アブソリュート・エゴ・レビュー

書籍、映画、音楽、その他もろもろの極私的レビュー。未見の人の参考になればいいなあ。

夜の幸

2008-03-07 21:25:46 | 音楽
『夜の幸』 原マスミ   ☆☆☆☆☆

 原マスミといっても知ってる人はあまりいないだろう。よしもとばななの本の装丁でイラストを描いている人といった方が分かりやすいかも知れない。この人はイラストも描くが音楽も創るのである。自身のアルバムとしては『イマジネーション通信』『夢の四倍』『夜の幸』と三つしかなく、一番新しい『夜の幸』も89年リリースなので、もう随分長いことアルバムを出していないことになる。どうしてだろう。もしアルバムが売れないせいだとしたら、悲劇以外の何物でもない。こんなに才能があるミュージシャンが埋もれてしまうなんて。

 彼の創る音楽は夢がそのまま現実世界に流れ出してきたような、なんとも形容しがたいものだ。稲垣タルホやつげ義春の世界に通じるものがある。きわめて日本的でありながらファンクやレゲエまで消化しており、ものすごく冒険的で前衛的なサウンドでありながら童話や唱歌のようなオーソドックスなメロディを持つ楽曲。大人のような子供のような男のような女のような歌声。空前絶後である。原マスミの音楽を聴くと絶対的な孤独に引き込まれていく感じがする。自分の内面にどこまでも落下していくような感覚。だからこの音楽は夜に向いている。世界が寝静まったあとに耳を傾ける音楽である。

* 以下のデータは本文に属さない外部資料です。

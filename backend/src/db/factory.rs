//! Repository factory for dependency injection.
//!
//! Picks and builds the observation store backend from runtime configuration.

use std::str::FromStr;
use std::sync::Arc;

use super::config::PostgresConfig;
use super::repositories::LocalRepository;
#[cfg(feature = "postgres-repo")]
use super::repositories::PostgresRepository;
use super::repository::{ObservationRepository, RepositoryError, RepositoryResult};
use crate::config::AppConfig;
use crate::crypto::EncryptionPort;

/// Repository type configuration.
#[derive(Debug, Clone, Copy, PartialEq, Eq)]
pub enum RepositoryType {
    /// Postgres + Diesel implementation
    Postgres,
    /// In-memory local repository
    Local,
}

impl FromStr for RepositoryType {
    type Err = String;

    /// Accepts "postgres", "pg" or "local", case-insensitively.
    fn from_str(s: &str) -> Result<Self, Self::Err> {
        match s.trim().to_lowercase().as_str() {
            "postgres" | "pg" => Ok(Self::Postgres),
            "local" => Ok(Self::Local),
            _ => Err(format!("Unknown repository type: {}", s)),
        }
    }
}

/// Factory for observation store instances.
///
/// # Example
/// ```ignore
/// use star_tracker::crypto::NoopEncryption;
/// use star_tracker::db::{RepositoryFactory, RepositoryType};
/// use std::sync::Arc;
///
/// let repo = RepositoryFactory::create(RepositoryType::Local, None, Arc::new(NoopEncryption)).await?;
/// ```
pub struct RepositoryFactory;

impl RepositoryFactory {
    /// Create a repository instance based on type.
    ///
    /// `postgres_config` is required for [`RepositoryType::Postgres`].
    pub async fn create(
        repo_type: RepositoryType,
        postgres_config: Option<&PostgresConfig>,
        encryption: Arc<dyn EncryptionPort>,
    ) -> RepositoryResult<Arc<dyn ObservationRepository>> {
        match repo_type {
            RepositoryType::Postgres => {
                #[cfg(feature = "postgres-repo")]
                {
                    let config = postgres_config.ok_or_else(|| {
                        RepositoryError::configuration(
                            "Postgres repository requires a database URL",
                        )
                    })?;
                    let pg = Self::create_postgres(config, encryption).await?;
                    Ok(pg as Arc<dyn ObservationRepository>)
                }
                #[cfg(not(feature = "postgres-repo"))]
                {
                    let _ = (postgres_config, encryption);
                    Err(RepositoryError::configuration(
                        "Postgres repository feature not enabled",
                    ))
                }
            }
            RepositoryType::Local => Ok(Self::create_local(encryption)),
        }
    }

    #[cfg(feature = "postgres-repo")]
    pub async fn create_postgres(
        config: &PostgresConfig,
        encryption: Arc<dyn EncryptionPort>,
    ) -> RepositoryResult<Arc<PostgresRepository>> {
        let repo = PostgresRepository::new(config.clone(), encryption)?;
        Ok(Arc::new(repo))
    }

    pub fn create_local(encryption: Arc<dyn EncryptionPort>) -> Arc<dyn ObservationRepository> {
        Arc::new(LocalRepository::with_encryption(encryption))
    }

    /// Create the repository described by the `[repository]` and `[postgres]`
    /// sections of the application config.
    pub async fn from_config(
        config: &AppConfig,
        encryption: Arc<dyn EncryptionPort>,
    ) -> RepositoryResult<Arc<dyn ObservationRepository>> {
        let repo_type = config
            .repository_type()
            .map_err(|e| RepositoryError::configuration(e.to_string()))?;
        let postgres_config = config.postgres_config();
        Self::create(repo_type, postgres_config.as_ref(), encryption).await
    }
}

 『イマジネーション通信』『夢の四倍』『夜の幸』はそれぞれ雰囲気が違い、どれも恐るべき傑作だが、この『夜の幸』はその中でもっとも耽美的かつ静謐なアルバムである。一曲目の『夜の幸』からそれは明らかだ。そして野蛮な『トラキアの女』や御伽噺のように愛らしい『ムー』を経て、絶美の『花のひかり』で頂点に達する。曲目は以下の通り。

1. 夜の幸
2. をどる骸骨
3. トラキアの女
4. 眠っていたからわからない
5. ムー
6. 花のひかり
7. 夢ならば簡単
8. トロイの月
9. 飛龍頭
10. 約束の満月
 
 それぞれ曲調が大きく違い、バラエティに富んでいるにもかかわらず全体としては厳しいほどの統一感がある。それからアレンジも前二作よりもっと大胆になっていて、アコースティックな音が増えているのが特徴。シーケンサーとサンプリングのコーラスによる甘美なバラード『夜の幸』、ノイズ入れまくりの凶暴な『トラキアの女』、シンセサイザーの嵐がリスナーを神秘の海に連れ去るユーモラスな『ムー』、ピアノとヴァイオリンと女性ソプラノが大理石のように硬質な静謐を作り出す『花のひかり』、マンドリンと太鼓に乗せて歌われる哀しいラヴソング『夢ならば簡単』、ギターの弾き語り『トロイの月』。
 
 原マスミの素晴らしさは、これほど独創的で前衛的な音づくりをしていながら、楽曲の骨格をなすメロディは実にまっとうで端整ということだ。わざと奇をてらったようなところが全然ない。まるで童謡や唱歌を思わせるシンプルで力強いメロディで、それは『夜の幸』や『トロイの月』のような曲を聴けばよく分かる。メジャーとマイナーの響きがはっきりしていてすごくキャッチー。私は昔原マスミのライブを二度見たことがあるが、オリジナル曲にまじえて『蛍の光』や『冬の星座』をやっていたのでがとても印象的だった(『蛍の光』は歌詞を全面的に変えてあった。アア今夜、この星に、キミといる、よろーこーびー♪)。もちろん、それらは原マスミのオリジナル曲に完全に溶け込んでいたし、あれほど美しい『蛍の光』やあれほどかっこいい『冬の星座』(超ノリノリのファンク・アレンジ!)を聴いたのはあの時以外にない。

 商業主義とはまったく無縁、J-POPとは完全に異質な幻想的な音楽。聴き手を選ぶことは間違いないが、稲垣タルホやつげ義春と聞いてピピッとくるあなたなら気に入ることと思う。ところで原マスミは先に書いたようにイラストも描いているが、新潮文庫の『雪のひとひら』(ポール・ギャリコ)の挿絵は表紙も含めすべて原マスミの手によるもの。これもぜひ手にとってみていただきたい。とても美しい書物です。